From the people who brought you Achievement Unlocked, there is also the perhaps even funnier Upgrade Complete. This is an up-scrolling 2D space shooter, in which you can buy upgrades. Upgrades that make your ship better. Upgrades that enable more options in the menu. Upgrades that add music, or a mute button, or copyright text, or better graphics. Fantastic stuff, and of course another send-up of a familiar, effective and yet mostly empty form of game design.

The best thing about the game is that you need 0 skill to get through its 20 levels: whether you win a level depends perhaps for 10% on your skill, and for 90% on your upgrades. Which is as it should be in a game like this, but which is also frighteningly close to the reality of, let's say, many MMORPGs.

Desktop Dungeons

A blog post by Andrew Plotkin made me download Desktop Dungeons. Unfortunately only for Windows and OS X, and it doesn't run well under Wine -- but on the other hand, perhaps that is good, because that way it cannot tempt me away from doing productive things when I'm booted into Ubuntu.

This is a fantastic little game: a one-screen (mostly) deterministic rogue-like with stationary monsters. Can that work? Yes, it works perfectly, and the range of tactics made possible by only a small amount of differences between the races and classes can serve as an inspiration to all prospective designers of tactical combat games.

(By the way, it is pretty trivial to turn ATTACK into a deterministic combat system. I'll try to add this to the documentation for the next release.)

Starcraft 2

This is the game that has been eating most of my gaming time over the past few months (though I am deceasing this). It is, of course, brilliant. If you like RTS at all, you ought to play Starcraft 2. Both the single player campaing and the multiplayer experience are incredibly polished and well thought-out. The game is not very innovative (to say the least), but perfecting an old design can be a perfectly respectable thing to do.

One thing that makes me sad, however, is how tactical (rather than strategical) the game is.
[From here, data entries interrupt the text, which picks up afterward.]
//! Moving between items and into the results screen.

use tracing::debug;

use super::state::SessionState;

/// Where the session currently is.
#[derive(Debug, Clone, Copy, PartialEq, Eq)]
pub enum Position {
    InSession(usize),
    Finished,
}

impl SessionState {
    pub fn position(&self) -> Position {
        self.position
    }

    pub fn current_index(&self) -> Option<usize> {
        match self.position {
            Position::InSession(index) => Some(index),
            Position::Finished => None,
        }
    }

    pub fn is_finished(&self) -> bool {
        self.position == Position::Finished
    }

    /// True when the current item is the last one, so `next` shows results.
    pub fn is_last(&self) -> bool {
        self.current_index() == Some(self.len().saturating_sub(1))
    }

    pub fn next(&mut self) -> Position {
        if let Position::InSession(index) = self.position {
            self.position = if index + 1 < self.len() {
                Position::InSession(index + 1)
            } else {
                Position::Finished
            };
            debug!(from = index, to = ?self.position, "next");
        }
        self.position
    }

    pub fn previous(&mut self) -> Position {
        if let Position::InSession(index) = self.position {
            if index > 0 {
                self.position = Position::InSession(index - 1);
                debug!(from = index, to = index - 1, "previous");
            }
        }
        self.position
    }

    /// Go straight to an item. Out-of-range indices are ignored.
    pub fn jump_to(&mut self, index: usize) -> Position {
        if index < self.len() {
            self.position = Position::InSession(index);
            debug!(to = index, "jump");
        }
        self.position
    }

    /// Start over on the same items.
    pub fn restart(&mut self) -> Position {
        self.reset();
        debug!("restart");
        self.position
    }
}

#[cfg(test)]
mod tests {
    use serde_json::json;

    use super::*;
    use crate::data::item_set_from_value;
    use crate::models::Direction;
    use crate::session::Answers;

    fn state(count: usize) -> SessionState {
        let list: Vec<_> = (0..count)
            .map(|i| json!({"word": format!("w{i}"), "translation": format!("t{i}")}))
            .collect();
        SessionState::start(item_set_from_value(json!(list)).unwrap())
    }

    #[test]
    fn test_next_walks_to_finished() {
        let mut state = state(3);

        assert_eq!(state.next(), Position::InSession(1));
        assert_eq!(state.next(), Position::InSession(2));
        assert!(state.is_last());
        assert_eq!(state.next(), Position::Finished);
        assert_eq!(state.next(), Position::Finished);
        assert!(state.is_finished());
        assert_eq!(state.current_index(), None);
    }

    #[test]
    fn test_single_item_finishes_immediately() {
        let mut state = state(1);
        assert!(state.is_last());
        assert_eq!(state.next(), Position::Finished);
    }

    #[test]
    fn test_previous_stops_at_first() {
        let mut state = state(3);
        state.jump_to(2);

        assert_eq!(state.previous(), Position::InSession(1));
        assert_eq!(state.previous(), Position::InSession(0));
        assert_eq!(state.previous(), Position::InSession(0));
    }

    #[test]
    fn test_previous_from_finished_is_noop() {
        let mut state = state(1);
        state.next();
        assert_eq!(state.previous(), Position::Finished);
    }

    #[test]
    fn test_jump_to_validates_index() {
        let mut state = state(4);

        assert_eq!(state.jump_to(3), Position::InSession(3));
        assert_eq!(state.jump_to(4), Position::InSession(3));
        state.next();
        assert_eq!(state.jump_to(1), Position::InSession(1));
    }

    #[test]
    fn test_restart_keeps_items() {
        let mut state = state(2);
        state.record_answer(0, Direction::PromptIsTranslation, Answers::new(), true);
        state.next();
        state.next();

        assert_eq!(state.restart(), Position::InSession(0));
        assert_eq!(state.len(), 2);
        assert_eq!(state.score(), 0);
        assert!(state.record(0).is_none());
    }
}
You will spend most of your time and mental capacity on controlling small groups of units and keeping track of the many details of your base, and very little on large-scale strategic decision making. This makes me sad because in games like these I prefer strategy over tactics. Supreme Commander, though evidently less well-designed than Starcraft 2, is in principle much nearer to the RTS game of my dreams.

There seems to be little hope of that RTS of my dreams materialising, though.


 This Diablo-like game has gotten very good reviews, and I can understand why: accessible, friendly, easy to look at, fast-paced but with as much down-time as you wish. But you're mostly just clicking on things. Great game when you are feeling mentally exhausted, but a bit empty when played in any other state of mind.

Wednesday, February 16, 2011

Braid: I persevered.

First, there was the phase of frustration and despair.
This was the phase of bafflement and anger.
Finally, I got to the phase of careful reflection.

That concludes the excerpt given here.